A maioria quis falar ao receber como lembrança uma fotografia do antigo grupo escolar, sem conter as lágrimas nos olhos. A presidente da Fundacc – Fundação Educacional e Cultural de Caraguatatuba, Silmara Mattiazzo, abriu a exposição falando da importância do grupo para a cidade, para ela, par todos que passaram pelo Adaly. “Quando ingressei como professora, minha primeira atribuição de aula foi nesse espaço. Eu era apenas uma menina, mas quem é professor é porque tem o dom”.

A professora Anna Theresa Debreix Graciottin foi diretora do Grupo Escolar de 1971 a 1982 e depois assumiu a Delegacia de Ensino do Litoral Norte de São Paulo. Pelos relevantes serviços prestados foi agraciada com a Comenda Tomaz Camanis Filho.

Ela se aposentou em 2010 e fez questão de comparecer para relembrar um pouco da história do Adaly. “Esta é uma noite muito especial. A gente sente na pele o que foi essa escola”, disse a professora, fazendo questão de lembrar aqueles que ajudaram a escola.

A professora Maria Morais de Oliveira, in memorian, também foi lembrada e suas filhas receberam a homenagem.

“Estou emocionada e feliz neste momento por estar nesta casa onde fui professora por 10 anos, de 1956 a 1965. Quero agradecer o convite e parabenizar os promotores deste resgate dessa escola tão importante para a formação da juventude caraguatatubense”, disse a também diretora e delegada de Ensino, Itaci Cardoso Malta Ferreira.

Nesta mesma linha seguiu a professora Adolfina Leonor Soares dos Santos. “Quero agradecer aos meus alunos e todos aqueles que tiveram a brilhante ideia de recuperar e ressuscitar as memórias do Adaly”.
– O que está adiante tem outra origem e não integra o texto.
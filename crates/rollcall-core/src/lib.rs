//! Rollcall Core Types and Definitions
//!
//! This crate provides the foundational types shared by the Rollcall engines
//! and renderers. It includes:
//!
//! - **Colors**: Color handling with CSS color support ([`color::Color`])
//! - **Geometry**: Basic geometric types ([`geometry`] module)
//! - **Draw**: Layered SVG output and text styling ([`draw`] module)

pub mod color;
pub mod draw;
pub mod geometry;
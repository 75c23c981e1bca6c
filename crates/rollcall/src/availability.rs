//! Group availability calendar.
//!
//! An [`AvailabilityTable`] maps days to the users available on them. An
//! [`AvailabilitySession`] adds a user roster and a displayed month on top
//! and answers which days of that month suit the most people.

mod month;
mod session;
mod table;

pub use month::YearMonth;
pub use session::{AvailabilitySession, DayCell};
pub use table::{AvailabilityTable, MaxAttendance, Toggle};
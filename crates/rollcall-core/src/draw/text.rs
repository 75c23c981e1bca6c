//! Text styling for labels, rank numbers and captions.
//!
//! Text is rendered as centered SVG `<text>` elements. There is no font
//! shaping here, widths are estimated from the character count, which is
//! enough to shrink long participant names until they fit inside a slot.

use log::trace;
use svg::node::element as svg_element;

use crate::geometry::Point;

const FONT_FAMILY: &str = "Arial";

/// Average glyph advance as a fraction of the font size.
const GLYPH_WIDTH_RATIO: f32 = 0.6;

/// Visual style of a text element.
///
/// # Examples
///
/// ```
/// # use rollcall_core::draw::TextStyle;
/// # use rollcall_core::geometry::Point;
/// let style = TextStyle::new().with_font_size(18).with_bold(true);
/// let text = style.render(Point::new(100.0, 80.0), "3");
/// assert!(text.to_string().contains("font-weight=\"bold\""));
/// ```
#[derive(Debug, Clone)]
pub struct TextStyle {
    font_size: u16,
    bold: bool,
}

impl Default for TextStyle {
    fn default() -> Self {
        Self {
            font_size: 14,
            bold: false,
        }
    }
}

impl TextStyle {
    /// Creates a text style with the default font (Arial, 14px, regular).
    pub fn new() -> Self {
        Self::default()
    }

    pub fn with_font_size(mut self, font_size: u16) -> Self {
        self.font_size = font_size;
        self
    }

    pub fn with_bold(mut self, bold: bool) -> Self {
        self.bold = bold;
        self
    }

    pub fn font_size(&self) -> u16 {
        self.font_size
    }

    /// Estimated rendered width of `content` in this style.
    pub fn estimate_width(&self, content: &str) -> f32 {
        content.chars().count() as f32 * f32::from(self.font_size) * GLYPH_WIDTH_RATIO
    }

    /// Returns a copy of this style whose font size is reduced, one pixel at
    /// a time, until `content` fits in `max_width` or `min_size` is reached.
    ///
    /// # Examples
    ///
    /// ```
    /// # use rollcall_core::draw::TextStyle;
    /// let style = TextStyle::new().with_font_size(14);
    ///
    /// assert_eq!(style.fit_to_width("Kim", 62.4, 8).font_size(), 14);
    /// assert_eq!(style.fit_to_width("Bartholomew", 62.4, 8).font_size(), 9);
    /// assert_eq!(style.fit_to_width("A very long participant", 62.4, 8).font_size(), 8);
    /// ```
    pub fn fit_to_width(&self, content: &str, max_width: f32, min_size: u16) -> Self {
        let mut fitted = self.clone();
        while fitted.font_size > min_size && fitted.estimate_width(content) > max_width {
            fitted.font_size -= 1;
        }
        if fitted.estimate_width(content) > max_width {
            trace!(
                content,
                font_size = fitted.font_size,
                max_width;
                "Text overflows at minimum size"
            );
        }
        fitted
    }

    /// Renders `content` centered on `position`.
    pub fn render(&self, position: Point, content: &str) -> svg_element::Text {
        let mut text = svg_element::Text::new(content)
            .set("x", position.x())
            .set("y", position.y())
            .set("text-anchor", "middle")
            .set("dominant-baseline", "central")
            .set("font-family", FONT_FAMILY)
            .set("font-size", self.font_size);

        if self.bold {
            text = text.set("font-weight", "bold");
        }

        text
    }
}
O professor Roaldo Fachini fez questão de lembrar que foi aluno por quatro anos na escola, depois fez Magistério e teve a grata satisfação de retornar como professor. Dele, ainda surgiu a ideia de que adiantava o relógio em 10 minutos para sair mais cedo. “Não era eu não, era minha cunhada”, fez questão de destacar.

Ele ainda agradeceu a homenagem, especialmente por ser feita em vida a vários colegas seus. “Se deixar para agradecer depois de morto, até pombo vem sujar”, falou com a seriedade que lhe é peculiar.

Também foram homenageados as professoras e irmãs Izilda Marques Pinto Nardi e Iracema Maria Marques Pinto Nardi, a professora Lia Vieira, o professor Percival Bento Rangel, o professor de Educação Física, Oswaldo Everaldo Alksnins, a secretária Diva Tomazzi e o comerciante Mitsuo Kashiura.

A presidente Silmara ainda fez questão de agradeceu a colaboração de todos que cederam algum tipo de material para a lembrança da escola. “Patrimônio imaterial nós temos muito, mas o material, infelizmente, muita coisa se perdeu, foi parar no lixo. Por isso, quero agradecer ao seu Val da Banda que colaborou imensamente para que tudo acontecesse, com empréstimo de canetas, tinteiros, cadernetas escolares, palmatórias, relógios, entre outros, assim como a dona Anna Theresa que resgatou muito material do lixo”.

De acordo com o diretor do Museu, Alexandre Palaiologos, a exposição ficará aberta até o dia 29 de setembro e pode ser visitada de terça a sábado, das 10h às 18h.